Transcriptional regulation of drug resistance mechanisms in Salmonella: where we stand and what we need to know.

Abstract

Salmonellae have evolved a wide range of molecular mechanisms to neutralize the effect of antibiotics and evade the host immune system response. These mechanisms are exquisitely controlled by global and local regulators and enable the pathogens to use its energy as per need and hence allow the pathogen to economize the consumption of energy by its cellular machinery. Several families that regulate the expression of different drug resistance genes are known; some of these are: the TetR family (which affects tetracycline resistance genes), the AraC/XylS family (regulators that can act as both transcriptional activators and repressors), two-component signal transduction systems (e.g.
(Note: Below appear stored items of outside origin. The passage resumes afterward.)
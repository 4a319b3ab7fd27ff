//! Data models for the scheduling desk.
//!
//! This module defines the core records shared by every component:
//! - Patient: directory entry with a visit counter
//! - Slot: a bookable time window owned by one doctor
//! - Token: one queued or triaged visit
//! - TokenKind: which queue a token lives in

use chrono::{DateTime, Local};
use std::fmt;

pub type PatientId = u32;
pub type DoctorId = u32;
pub type SlotId = u32;
pub type TokenId = u64;

/// Triage severity. Lower values are more urgent.
pub type Severity = i32;

/// Which queue a token was placed into.
#[derive(Debug, Clone, Copy, PartialEq, Eq, Hash)]
pub enum TokenKind {
    Routine,
    Emergency,
}

impl TokenKind {
    pub fn name(&self) -> &str {
        match self {
            TokenKind::Routine => "ROUTINE",
            TokenKind::Emergency => "EMERGENCY",
        }
    }
}

/// Represents a patient registered at the desk.
#[derive(Debug, Clone, PartialEq, Eq)]
pub struct Patient {
    pub id: PatientId,
    pub name: String,
    pub age: u32,
    /// Last-known severity, informational only.
    pub severity: Severity,
    pub visits: u32,
}

impl Patient {
    pub fn new(id: PatientId, name: String, age: u32, severity: Severity) -> Self {
        Patient {
            id,
            name,
            age,
            severity,
            visits: 0,
        }
    }
}

/// Partial update applied by `update_patient`. `None` fields are left untouched.
#[derive(Debug, Clone, Default, PartialEq, Eq)]
pub struct PatientUpdate {
    pub name: Option<String>,
    pub age: Option<u32>,
    pub severity: Option<Severity>,
}

impl PatientUpdate {
    pub fn apply(self, patient: &mut Patient) {
        if let Some(name) = self.name {
            patient.name = name;
        }
        if let Some(age) = self.age {
            patient.age = age;
        }
        if let Some(severity) = self.severity {
            patient.severity = severity;
        }
    }
}

/// Represents a bookable time window in a doctor's schedule.
///
/// `start` and `end` are opaque labels; no calendar arithmetic is done on them.
#[derive(Debug, Clone, PartialEq, Eq)]
pub struct Slot {
    pub slot_id: SlotId,
    pub start: String,
    pub end: String,
    pub booked: bool,
}

impl Slot {
    pub fn new(slot_id: SlotId, start: String, end: String) -> Self {
        Slot {
            slot_id,
            start,
            end,
            booked: false,
        }
    }
}

impl fmt::Display for Slot {
    fn fmt(&self, f: &mut fmt::Formatter<'_>) -> fmt::Result {
        write!(
            f,
            "Slot[{}: {}-{} {}]",
            self.slot_id,
            self.start,
            self.end,
            if self.booked { "(BOOKED)" } else { "(FREE)" }
        )
    }
}

/// One queued or triaged visit.
///
/// A token is in the token store exactly while its id sits in a routine
/// queue or in the emergency heap.
#[derive(Debug, Clone, PartialEq, Eq)]
pub struct Token {
    pub token_id: TokenId,
    pub patient_id: PatientId,
    /// `None` for emergency tokens.
    pub doctor_id: Option<DoctorId>,
    /// `None` for walk-ins and emergency tokens.
    pub slot_id: Option<SlotId>,
    pub kind: TokenKind,
    pub issued_at: DateTime<Local>,
}

impl Token {
    pub fn is_walk_in(&self) -> bool {
        self.kind == TokenKind::Routine && self.slot_id.is_none()
    }
}

impl fmt::Display for Token {
    fn fmt(&self, f: &mut fmt::Formatter<'_>) -> fmt::Result {
        write!(
            f,
            "[Token {} | P:{} | D:{} | S:{} | {}]",
            self.token_id,
            self.patient_id,
            self.doctor_id.unwrap_or(0),
            self.slot_id.unwrap_or(0),
            self.kind.name()
        )
    }
}
//! Token store: the record of every active visit.
//!
//! Token ids come from one monotonically increasing counter, starting at 1,
//! and are never reused, even when a token is discarded right after issue.

use crate::models::{DoctorId, PatientId, SlotId, Token, TokenId, TokenKind};
use chrono::Local;
use std::collections::HashMap;

#[derive(Debug)]
pub struct TokenStore {
    tokens: HashMap<TokenId, Token>,
    next_id: TokenId,
}

impl Default for TokenStore {
    fn default() -> Self {
        Self::new()
    }
}

impl TokenStore {
    pub fn new() -> Self {
        TokenStore {
            tokens: HashMap::new(),
            next_id: 1,
        }
    }

    /// Allocate a fresh id, store the token and return a copy of it.
    pub fn issue(
        &mut self,
        patient_id: PatientId,
        doctor_id: Option<DoctorId>,
        slot_id: Option<SlotId>,
        kind: TokenKind,
    ) -> Token {
        let token = Token {
            token_id: self.next_id,
            patient_id,
            doctor_id,
            slot_id,
            kind,
            issued_at: Local::now(),
        };
        self.next_id += 1;
        self.tokens.insert(token.token_id, token.clone());
        token
    }

    pub fn get(&self, token_id: TokenId) -> Option<&Token> {
        self.tokens.get(&token_id)
    }

    pub fn contains(&self, token_id: TokenId) -> bool {
        self.tokens.contains_key(&token_id)
    }

    pub fn remove(&mut self, token_id: TokenId) -> Option<Token> {
        self.tokens.remove(&token_id)
    }

    pub fn len(&self) -> usize {
        self.tokens.len()
    }

    pub fn is_empty(&self) -> bool {
        self.tokens.is_empty()
    }

    /// The id the next `issue` call will hand out.
    pub fn peek_next_id(&self) -> TokenId {
        self.next_id
    }

    /// Active tokens ordered by id.
    pub fn sorted(&self) -> Vec<Token> {
        let mut tokens: Vec<Token> = self.tokens.values().cloned().collect();
        tokens.sort_by_key(|t| t.token_id);
        tokens
    }
}
//! Duration and timestamp formatting for printed event lines.

use anyhow::{Result, anyhow};
use chrono::format::{Item, StrftimeItems};

/// How `{start}`, `{end}` and `{duration}` placeholders are rendered.
#[derive(Debug, Clone, PartialEq, Eq)]
pub enum DurationFormat {
    /// `%S`: absolute seconds with millisecond precision.
    Seconds,
    /// `%I`: absolute integer milliseconds.
    Millis,
    /// Any mix of `%h`, `%m`, `%s` and `%i`; only provided fields are
    /// printed.
    Pattern(String),
}

impl DurationFormat {
    /// Parse a `--time-format` value, rejecting unknown directives.
    pub fn parse(fmt: &str) -> Result<Self> {
        match fmt {
            "%S" => return Ok(DurationFormat::Seconds),
            "%I" => return Ok(DurationFormat::Millis),
            _ => {}
        }
        let stripped = fmt
            .replace("%h", "")
            .replace("%m", "")
            .replace("%s", "")
            .replace("%i", "");
        if let Some(position) = stripped.find('%') {
            let directive: String = stripped[position..].chars().take(2).collect();
            return Err(anyhow!("Unknown time format directive '{directive}'"));
        }
        Ok(DurationFormat::Pattern(fmt.to_string()))
    }

    pub fn format(&self, seconds: f64) -> String {
        match self {
            DurationFormat::Seconds => format!("{seconds:.3}"),
            DurationFormat::Millis => format!("{}", (seconds * 1000.0) as i64),
            DurationFormat::Pattern(pattern) => {
                let millis = (seconds * 1000.0) as i64;
                let (hrs, rest) = (millis / 3_600_000, millis % 3_600_000);
                let (mins, rest) = (rest / 60_000, rest % 60_000);
                let (secs, millis) = (rest / 1000, rest % 1000);
                pattern
                    .replace("%h", &format!("{hrs:02}"))
                    .replace("%m", &format!("{mins:02}"))
                    .replace("%s", &format!("{secs:02}"))
                    .replace("%i", &format!("{millis:03}"))
            }
        }
    }
}

/// Validate a strftime-style `--timestamp-format` value.
pub fn validate_timestamp_format(fmt: &str) -> Result<()> {
    for item in StrftimeItems::new(fmt) {
        if matches!(item, Item::Error) {
            return Err(anyhow!("Invalid timestamp format '{fmt}'"));
        }
    }
    Ok(())
}

#[cfg(test)]
mod tests {
    use super::*;

    #[test]
    fn test_seconds_format() {
        let fmt = DurationFormat::parse("%S").unwrap();
        assert_eq!(fmt.format(1.2345), "1.234");
        assert_eq!(fmt.format(0.0), "0.000");
    }

    #[test]
    fn test_millis_format() {
        let fmt = DurationFormat::parse("%I").unwrap();
        assert_eq!(fmt.format(1.2345), "1234");
    }

    #[test]
    fn test_pattern_format() {
        let fmt = DurationFormat::parse("%h:%m:%s.%i").unwrap();
        assert_eq!(fmt.format(3723.456), "01:02:03.456");

        let fmt = DurationFormat::parse("%m:%s").unwrap();
        assert_eq!(fmt.format(3723.456), "02:03");
    }

    #[test]
    fn test_unknown_directive_is_rejected() {
        assert!(DurationFormat::parse("%h:%x").is_err());
        assert!(DurationFormat::parse("%y").is_err());
    }

    #[test]
    fn test_plain_text_pattern_is_accepted() {
        let fmt = DurationFormat::parse("t=%s").unwrap();
        assert_eq!(fmt.format(12.0), "t=12");
    }

    #[test]
    fn test_timestamp_format_validation() {
        assert!(validate_timestamp_format("%Y/%m/%d %H:%M:%S").is_ok());
        assert!(validate_timestamp_format("%Q--%").is_err());
    }
}
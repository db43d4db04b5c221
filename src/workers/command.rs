//! Subprocess observer: writes each event to a temporary WAVE file and
//! runs a user command with `{file}` substituted.

use std::process::{Command, Stdio};

use anyhow::{Context, Result};

use aad::region::AudioRegion;

use super::EventSink;

pub struct CommandSink {
    command: String,
}

impl CommandSink {
    pub fn new(command: String) -> Self {
        Self { command }
    }
}

impl EventSink for CommandSink {
    fn name(&self) -> &'static str {
        "command"
    }

    fn handle(&mut self, id: u64, region: &AudioRegion) -> Result<()> {
        let temp = tempfile::Builder::new()
            .prefix("aadetect_")
            .suffix(".wav")
            .tempfile()
            .context("cannot create temporary WAVE file")?;
        region.save(temp.path(), Some("wav"))?;

        let command = self
            .command
            .replace("{file}", &temp.path().display().to_string());
        let status = Command::new("sh")
            .arg("-c")
            .arg(&command)
            .stdin(Stdio::null())
            .status()
            .with_context(|| format!("couldn't run command: '{command}'"))?;
        log::debug!("[COMMAND]: Detection {id} command: '{command}' ({status})");
        // temp file removed on drop, best effort
        Ok(())
    }
}
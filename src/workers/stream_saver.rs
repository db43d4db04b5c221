//! Stream saver: a tap on the window reader that persists every byte read
//! to a WAVE file from a background thread.
//!
//! The tap role (handed to the tokenizer) and the worker role (held by the
//! driver) are two structs sharing one inbox. The tap forwards each window
//! downstream and enqueues a copy; the worker batches writes and, for
//! non-WAVE targets, encodes the scratch file on export.

use std::fs::File;
use std::path::{Path, PathBuf};
use std::sync::mpsc::{self, Receiver, RecvTimeoutError, Sender};
use std::thread::{self, JoinHandle};

use anyhow::{Context, Result};

use aad::process::WindowReader;
use aad::source::{AudioParams, WavWriter};
use aad::utils::encode::encode_wave;
use aad::utils::errors::SourceError;

use super::{INBOX_TIMEOUT, WindowStream};

/// Batch threshold: flush the cache once it holds this much audio.
const CACHE_SIZE_SEC: f64 = 0.5;

enum SaveMessage {
    Data(Vec<u8>),
    Stop,
}

/// Reader role: wraps the window reader, forwarding windows while feeding
/// the saver inbox. Enqueues the poison pill at end-of-stream.
pub struct StreamSaverTap {
    reader: WindowReader,
    tx: Sender<SaveMessage>,
}

/// Worker role: owns the background thread and the export step.
pub struct StreamSaver {
    tx: Sender<SaveMessage>,
    handle: JoinHandle<Result<()>>,
    scratch: PathBuf,
    target: PathBuf,
    format: String,
}

/// Split a window reader into a saver tap and its background worker.
///
/// The export format is `format` if given, otherwise guessed from the
/// target extension, defaulting to WAVE. Non-WAVE targets are written to a
/// scratch WAVE file first and encoded on export.
pub fn stream_saver(
    reader: WindowReader,
    target: &Path,
    format: Option<&str>,
) -> Result<(StreamSaverTap, StreamSaver)> {
    let params = WindowStream::params(&reader);
    let format = format
        .map(|f| f.to_ascii_lowercase())
        .or_else(|| {
            target
                .extension()
                .map(|ext| ext.to_string_lossy().to_ascii_lowercase())
        })
        .unwrap_or_else(|| "wav".to_string());

    let scratch = if format == "wav" || format == "wave" {
        target.to_path_buf()
    } else {
        non_existent_wav_path(target)
    };

    let file = File::create(&scratch)
        .with_context(|| format!("cannot create '{}'", scratch.display()))?;
    let mut writer = WavWriter::new(file, params);
    writer.write_header()?;

    let (tx, rx) = mpsc::channel::<SaveMessage>();
    let cache_size = (CACHE_SIZE_SEC * params.bytes_per_second() as f64) as usize;
    let handle = thread::spawn(move || run_saver(writer, rx, cache_size));

    Ok((
        StreamSaverTap {
            reader,
            tx: tx.clone(),
        },
        StreamSaver {
            tx,
            handle,
            scratch,
            target: target.to_path_buf(),
            format,
        },
    ))
}

/// First `<target>.wav` or `<target>(N).wav` that does not exist yet.
pub(crate) fn non_existent_wav_path(target: &Path) -> PathBuf {
    let base = target.to_string_lossy();
    let mut candidate = PathBuf::from(format!("{base}.wav"));
    let mut counter = 0usize;
    while candidate.exists() {
        counter += 1;
        candidate = PathBuf::from(format!("{base}({counter}).wav"));
    }
    candidate
}

fn run_saver(
    mut writer: WavWriter<File>,
    rx: Receiver<SaveMessage>,
    cache_size: usize,
) -> Result<()> {
    let mut cache: Vec<Vec<u8>> = Vec::new();
    let mut total_cached = 0usize;

    loop {
        match rx.recv_timeout(INBOX_TIMEOUT) {
            Ok(SaveMessage::Data(data)) => {
                total_cached += data.len();
                cache.push(data);
                if total_cached >= cache_size {
                    write_cached(&mut writer, &mut cache, &mut total_cached)?;
                }
            }
            Ok(SaveMessage::Stop) | Err(RecvTimeoutError::Disconnected) => break,
            Err(RecvTimeoutError::Timeout) => continue,
        }
    }
    // drain remaining windows before closing the file
    while let Ok(message) = rx.try_recv() {
        if let SaveMessage::Data(data) = message {
            total_cached += data.len();
            cache.push(data);
        }
    }
    write_cached(&mut writer, &mut cache, &mut total_cached)?;
    writer.finish()?;
    Ok(())
}

fn write_cached(
    writer: &mut WavWriter<File>,
    cache: &mut Vec<Vec<u8>>,
    total_cached: &mut usize,
) -> Result<()> {
    for data in cache.drain(..) {
        writer.write_data(&data)?;
    }
    *total_cached = 0;
    Ok(())
}

impl WindowStream for StreamSaverTap {
    fn open(&mut self) -> Result<(), SourceError> {
        WindowStream::open(&mut self.reader)
    }

    fn close(&mut self) {
        WindowStream::close(&mut self.reader)
    }

    fn read_window(&mut self) -> Result<Option<Vec<u8>>, SourceError> {
        match self.reader.read_window()? {
            Some(window) => {
                let _ = self.tx.send(SaveMessage::Data(window.clone()));
                Ok(Some(window))
            }
            None => {
                let _ = self.tx.send(SaveMessage::Stop);
                Ok(None)
            }
        }
    }

    fn params(&self) -> AudioParams {
        WindowStream::params(&self.reader)
    }

    fn block_dur(&self) -> f64 {
        WindowStream::block_dur(&self.reader)
    }
}

impl StreamSaver {
    /// Stop the background thread, flush and close the WAVE file, and
    /// encode it to the requested format if needed.
    ///
    /// Returns the path audio ended up at. An exhausted encoder chain
    /// surfaces as an encoding error (downcastable from the returned
    /// error) with the scratch path preserved.
    pub fn finish(self) -> Result<PathBuf> {
        let _ = self.tx.send(SaveMessage::Stop);
        match self.handle.join() {
            Ok(result) => result?,
            Err(_) => anyhow::bail!("stream saver thread panicked"),
        }
        if self.scratch != self.target {
            encode_wave(&self.scratch, &self.target, &self.format)?;
        }
        Ok(self.target)
    }
}

#[cfg(test)]
mod tests {
    use super::*;
    use aad::process::ReaderOptions;
    use aad::source::{BufferSource, wave};

    #[test]
    fn test_tap_preserves_stream_bytes() {
        let params = AudioParams::new(100, 2, 1).unwrap();
        let data: Vec<u8> = (0..250u16).flat_map(|i| i.to_le_bytes()).collect();
        let source = Box::new(BufferSource::new(data.clone(), params).unwrap());
        let reader = WindowReader::new(source, &ReaderOptions::default()).unwrap();

        let mut target = std::env::temp_dir();
        target.push(format!("aad_stream_saver_test_{}.wav", std::process::id()));

        let (mut tap, saver) = stream_saver(reader, &target, None).unwrap();
        WindowStream::open(&mut tap).unwrap();
        while tap.read_window().unwrap().is_some() {}
        WindowStream::close(&mut tap);

        let saved_to = saver.finish().unwrap();
        assert_eq!(saved_to, target);

        let (read_params, read_data) = wave::load_wave(&target).unwrap();
        assert_eq!(read_params, params);
        assert_eq!(read_data, data);
        std::fs::remove_file(&target).ok();
    }

    #[test]
    fn test_scratch_name_avoids_existing_files() {
        let dir = std::env::temp_dir();
        let base = dir.join(format!("aad_scratch_test_{}.mp3", std::process::id()));
        let first = non_existent_wav_path(&base);
        std::fs::write(&first, b"x").unwrap();
        let second = non_existent_wav_path(&base);
        assert_ne!(first, second);
        assert!(second.to_string_lossy().contains("(1)"));
        std::fs::remove_file(&first).ok();
    }

    #[test]
    fn test_finish_without_eof_pill_flushes() {
        // driver-side stop (e.g. interrupt) must still produce a valid file
        let params = AudioParams::new(100, 2, 1).unwrap();
        let data: Vec<u8> = vec![0u8; 200];
        let source = Box::new(BufferSource::new(data, params).unwrap());
        let reader = WindowReader::new(source, &ReaderOptions::default()).unwrap();

        let mut target = std::env::temp_dir();
        target.push(format!(
            "aad_stream_saver_interrupt_{}.wav",
            std::process::id()
        ));

        let (mut tap, saver) = stream_saver(reader, &target, None).unwrap();
        WindowStream::open(&mut tap).unwrap();
        tap.read_window().unwrap();
        saver.finish().unwrap();

        let (_, read_data) = wave::load_wave(&target).unwrap();
        assert_eq!(read_data.len(), 2); // one 1-frame window at 100 Hz * 0.01 s
        std::fs::remove_file(&target).ok();
    }
}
PhoPQ, a key regulator for virulence), mercury resistance Mer-R and multiple antibiotic resistance Mar-R regulators, LysR-type global regulators (e.g. LeuO) and histone-like protein regulators (involved in the repression of newly transferred resistance genes). This minireview focuses on the role of different regulators harbored by the Salmonella genome and characterized for mediating the drug resistance mechanisms particularly via efflux and influx systems. Understanding of such transcriptional regulation mechanisms is imperative to address drug resistance issues in Salmonella and other bacterial pathogens.